Jamais butin n'égala celui que l'expédition de Thuringe valut, vers l'an 530, aux fils de Clovis. "Recevez cette
bénédiction des dépouilles de l'ennemi", pouvaient-ils dire en présentant aux Francs l'orpheline recueillie à la cour du prince fratricide qu'ils venaient de châtier. Radegonde
voyait Dieu se hâter de mûrir son âme.
Après la mort tragique des siens, était venue pour son pays l'heure de la ruine ; longtemps après, la mémoire en restait toute vive au cœur de l'enfant d'alors, suscitant chez la reine et la
sainte des retours d'exilée que l'amour seul du Christ-roi pouvait dompter : "J'ai vu les morts couvrir la plaine, et l'incendie ravager les palais ; j'ai vu les femmes, l'œil sec
d'effroi, mener le deuil de la Thuringe tombée ; moi seule ai survécu pour pleurer pour tous." (De excidio Thuringiae, I, V. 5-36, Fortunatus ex persona Radegundis)

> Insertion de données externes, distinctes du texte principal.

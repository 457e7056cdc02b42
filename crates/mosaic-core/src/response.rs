//! One read request, end to end.
//!
//! ```text
//! EMPTY ──► PREPARING ──► LOADING ──► COMPOSITING ──► PACKAGING ──► DONE
//!               │
//!               └──► EMPTY  (request disjoint from the mosaic envelope)
//! ```

use crate::compositor::{Composite, MosaicCompositor};
use crate::error::{MosaicError, Result};
use crate::loader::{GranuleLoader, LoadContext, LoadedTile};
use crate::manager::RasterManager;
use crate::overview::{select_level, LevelSelection};
use crate::raster::{ColorInterpretation, ColorModel, PixelLayout, Raster, SampleType};
use crate::request::ReadRequest;
use mosaic_common::{BoundingBox, CrsCode, GridToWorld, PixelBounds, TimeSelection};
use mosaic_index::{Filter, IndexQuery, IndexRecord, SortBy};
use serde::{Deserialize, Serialize};
use std::sync::Arc;
use tracing::debug;

/// Processing stage of a [`RasterLayerResponse`].
#[derive(Debug, Clone, Copy, PartialEq, Eq, Serialize, Deserialize)]
pub enum ResponseState {
    Empty,
    Preparing,
    Loading,
    Compositing,
    Packaging,
    Done,
}

/// Metadata of one output band.
#[derive(Debug, Clone, PartialEq, Serialize, Deserialize)]
pub struct SampleDimension {
    pub name: String,
    pub data_type: SampleType,
    pub color_interpretation: ColorInterpretation,
    pub no_data: Option<f64>,
    pub range: (f64, f64),
}

/// A composited answer to a read request.
#[derive(Debug, Clone)]
pub struct MosaicResponse {
    pub raster: Raster,
    /// Output pixel bounds in `grid_to_world` pixel space.
    pub bounds: PixelBounds,
    pub grid_to_world: GridToWorld,
    pub bands: Vec<SampleDimension>,
    pub crs: CrsCode,
    /// Overview level read.
    pub level: usize,
    pub subsampling_x: u32,
    pub subsampling_y: u32,
    /// Granules returned by the index.
    pub matched: usize,
    /// Granules that contributed a tile.
    pub loaded: usize,
}

impl MosaicResponse {
    /// World area actually covered by the output raster.
    pub fn world_bounds(&self) -> BoundingBox {
        self.grid_to_world.pixel_bounds_to_world(&self.bounds)
    }
}

/// Result of a read.
#[derive(Debug, Clone)]
pub enum ReadOutcome {
    /// The request does not touch the mosaic.
    Empty,
    Mosaic(MosaicResponse),
}

impl ReadOutcome {
    pub fn is_empty(&self) -> bool {
        matches!(self, ReadOutcome::Empty)
    }

    pub fn mosaic(&self) -> Option<&MosaicResponse> {
        match self {
            ReadOutcome::Mosaic(m) => Some(m),
            ReadOutcome::Empty => None,
        }
    }

    pub fn into_mosaic(self) -> Option<MosaicResponse> {
        match self {
            ReadOutcome::Mosaic(m) => Some(m),
            ReadOutcome::Empty => None,
        }
    }
}

/// Output grid chosen in the PREPARING stage.
struct Prepared {
    selection: LevelSelection,
    grid_to_world: GridToWorld,
    bounds: PixelBounds,
}

/// Drives one request through the pipeline.
pub struct RasterLayerResponse<'a> {
    manager: &'a RasterManager,
    request: &'a ReadRequest,
    state: ResponseState,
}

impl<'a> RasterLayerResponse<'a> {
    pub fn new(manager: &'a RasterManager, request: &'a ReadRequest) -> Self {
        Self {
            manager,
            request,
            state: ResponseState::Empty,
        }
    }

    pub fn state(&self) -> ResponseState {
        self.state
    }

    fn transition(&mut self, next: ResponseState) {
        debug!(from = ?self.state, to = ?next, "Response state");
        self.state = next;
    }

    pub async fn process(mut self) -> Result<ReadOutcome> {
        let manager = self.manager;
        self.request
            .validate()
            .map_err(MosaicError::InvalidRequest)?;

        self.transition(ResponseState::Preparing);
        let Some(prepared) = self.prepare()? else {
            self.transition(ResponseState::Empty);
            return Ok(ReadOutcome::Empty);
        };

        self.transition(ResponseState::Loading);
        let records = self.select_records().await?;
        let matched = records.len();
        let max = self
            .request
            .max_granules
            .unwrap_or(manager.config().max_granules);
        if matched > max {
            return Err(MosaicError::RequestTooLarge { matched, max });
        }
        let tiles = self.load(&records, &prepared).await;
        let loaded = tiles.len();
        debug!(matched, loaded, "Granules loaded");

        self.transition(ResponseState::Compositing);
        let config = manager.config();
        let background = self
            .request
            .background
            .as_deref()
            .or(config.background.as_deref());
        let fallback: PixelLayout = config.default_layout.into();
        let composite = MosaicCompositor::composite(
            tiles,
            prepared.bounds,
            self.request.mode,
            background,
            &fallback,
        );

        self.transition(ResponseState::Packaging);
        let bands = sample_dimensions(&composite);
        let response = MosaicResponse {
            raster: composite.raster,
            bounds: prepared.bounds,
            grid_to_world: prepared.grid_to_world,
            bands,
            crs: config.crs,
            level: prepared.selection.level,
            subsampling_x: prepared.selection.subsampling_x,
            subsampling_y: prepared.selection.subsampling_y,
            matched,
            loaded,
        };

        self.transition(ResponseState::Done);
        Ok(ReadOutcome::Mosaic(response))
    }

    /// Pick the level and output grid. `None` when the request misses the
    /// mosaic.
    fn prepare(&self) -> Result<Option<Prepared>> {
        let envelope = self.manager.envelope();
        if !self.request.bbox.intersects(envelope) {
            debug!(bbox = %self.request.bbox, envelope = %envelope, "Request outside mosaic");
            return Ok(None);
        }

        let config = self.manager.config();
        let native = config.levels[0];
        let requested = self.request.resolution.unwrap_or(native);
        let policy = self.request.policy.unwrap_or(config.overview_policy);
        let selection = select_level(requested, policy, &config.levels);
        let level = config.levels[selection.level];

        let native_grid = GridToWorld::north_up(envelope.min_x, envelope.max_y, native.x, native.y);
        let grid_to_world = native_grid.scaled(
            level.x * selection.subsampling_x as f64 / native.x,
            level.y * selection.subsampling_y as f64 / native.y,
        );

        let bounds = grid_to_world
            .world_to_pixel_bounds(&self.request.bbox)
            .ok_or_else(|| {
                MosaicError::invalid_request(format!(
                    "cannot map {} onto the output grid",
                    self.request.bbox
                ))
            })?;

        let max = config.max_output_pixels;
        if !bounds.checked_area().is_some_and(|pixels| pixels <= max) {
            return Err(MosaicError::invalid_request(format!(
                "output of {}x{} pixels exceeds the limit of {} pixels",
                bounds.width, bounds.height, max
            )));
        }

        debug!(
            policy = %policy,
            level = selection.level,
            subsampling_x = selection.subsampling_x,
            subsampling_y = selection.subsampling_y,
            width = bounds.width,
            height = bounds.height,
            "Prepared output grid"
        );

        Ok(Some(Prepared {
            selection,
            grid_to_world,
            bounds,
        }))
    }

    /// Index records for the request: footprint intersection, exact
    /// elevation, and an exact or most-recent time.
    async fn select_records(&self) -> Result<Vec<IndexRecord>> {
        let config = self.manager.config();
        let index = self.manager.index();

        let mut filter = Filter::intersects(self.request.bbox);
        if let Some(elevation) = self.request.elevation {
            match &config.elevation_attribute {
                Some(attr) => filter = filter.and(Filter::equals(attr, elevation)),
                None => debug!(elevation, "Mosaic has no elevation attribute, ignoring"),
            }
        }

        let records = match (&config.time_attribute, self.request.time) {
            (Some(attr), Some(TimeSelection::At(time))) => {
                let filter = filter.and(Filter::equals(attr, time));
                index.query(&IndexQuery::new(filter)).await?
            }
            (Some(attr), _) => self.most_recent(filter, attr).await?,
            (None, _) => index.query(&IndexQuery::new(filter)).await?,
        };
        Ok(records)
    }

    /// Granules carrying the maximum time among those matching `filter`.
    async fn most_recent(&self, filter: Filter, attr: &str) -> Result<Vec<IndexRecord>> {
        let index = self.manager.index();

        if index.supports_sorting() {
            let sorted = index
                .query(&IndexQuery::new(filter).sorted_by(SortBy::descending(attr)))
                .await?;
            let Some(latest) = sorted.first().and_then(|r| r.attribute(attr)).cloned() else {
                return Ok(sorted);
            };
            return Ok(sorted
                .into_iter()
                .filter(|r| r.attribute(attr) == Some(&latest))
                .collect());
        }

        // No sort support: find the maximum and the record holding it, then
        // query again for everything at that time.
        let Some((value, owner)) = index.aggregate_max(attr, &filter).await? else {
            return Ok(index.query(&IndexQuery::new(filter)).await?);
        };
        let owner_records = index.query(&IndexQuery::new(Filter::Id(owner))).await?;
        let latest = owner_records
            .first()
            .and_then(|r| r.attribute(attr))
            .cloned()
            .unwrap_or(value);
        debug!(time = %latest, "Most recent time from aggregate");
        Ok(index
            .query(&IndexQuery::new(filter.and(Filter::equals(attr, latest))))
            .await?)
    }

    /// Run one load per record on the executor. Results keep record order.
    async fn load(&self, records: &[IndexRecord], prepared: &Prepared) -> Vec<LoadedTile> {
        let config = self.manager.config();
        let level = config.levels[prepared.selection.level];

        let ctx = Arc::new(LoadContext {
            level: prepared.selection.level,
            level_resolution: level,
            subsampling_x: prepared.selection.subsampling_x,
            subsampling_y: prepared.selection.subsampling_y,
            grid_to_world: prepared.grid_to_world,
            bounds: prepared.bounds,
            transparent_color: self.request.transparent_color.clone(),
            decoder_hint: self.request.decoder_hint.clone(),
            suggested_decoder: config.suggested_decoder.clone(),
            decoders: self.manager.decoders(),
        });

        let mut tasks = Vec::with_capacity(records.len());
        for record in records {
            let Some(granule) = self.manager.granule_for(record).await else {
                continue;
            };
            let ctx = ctx.clone();
            tasks.push(move || GranuleLoader::load(&granule, &ctx));
        }

        self.manager
            .executor()
            .run_all(tasks)
            .await
            .into_iter()
            .flatten()
            .collect()
    }
}

fn sample_dimensions(composite: &Composite) -> Vec<SampleDimension> {
    let layout = &composite.raster.layout;
    let range = match &layout.color_model {
        ColorModel::Indexed(palette) => (0.0, palette.entries.len().saturating_sub(1) as f64),
        ColorModel::Component => layout.sample_type.range(),
    };

    ColorInterpretation::for_layout(layout)
        .into_iter()
        .enumerate()
        .map(|(i, interpretation)| SampleDimension {
            name: band_name(interpretation, i),
            data_type: layout.sample_type,
            color_interpretation: interpretation,
            no_data: composite.background.get(i).copied(),
            range,
        })
        .collect()
}

fn band_name(interpretation: ColorInterpretation, index: usize) -> String {
    match interpretation {
        ColorInterpretation::Gray => "gray".to_string(),
        ColorInterpretation::Red => "red".to_string(),
        ColorInterpretation::Green => "green".to_string(),
        ColorInterpretation::Blue => "blue".to_string(),
        ColorInterpretation::Alpha => "alpha".to_string(),
        ColorInterpretation::Palette => "palette_index".to_string(),
        ColorInterpretation::Undefined => format!("band_{}", index + 1),
    }
}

Près des rois francs, dont la licence sauvage rappelait trop celle de ses pères, la captive rencontra cependant le
christianisme qu'elle ne connaissait point encore. La foi eut pour cette âme que la souffrance avait creusée de quoi remplir ses abîmes. En la donnant à Dieu, le baptême
consacra sans les briser les élans de sa fière nature. Affamée du Christ, elle eût voulu aller à lui par le
martyre, elle le cherchait sur la croix de tous les renoncements, elle le trouvait dans ses membres souffrants et pauvres ; du visage des lépreux, qui était pour elle la face défigurée de son
Sauveur, elle s'élevait à l'ardente contemplation de l'Epoux triomphant dont la face glorieuse illumine l'assemblée des Saints.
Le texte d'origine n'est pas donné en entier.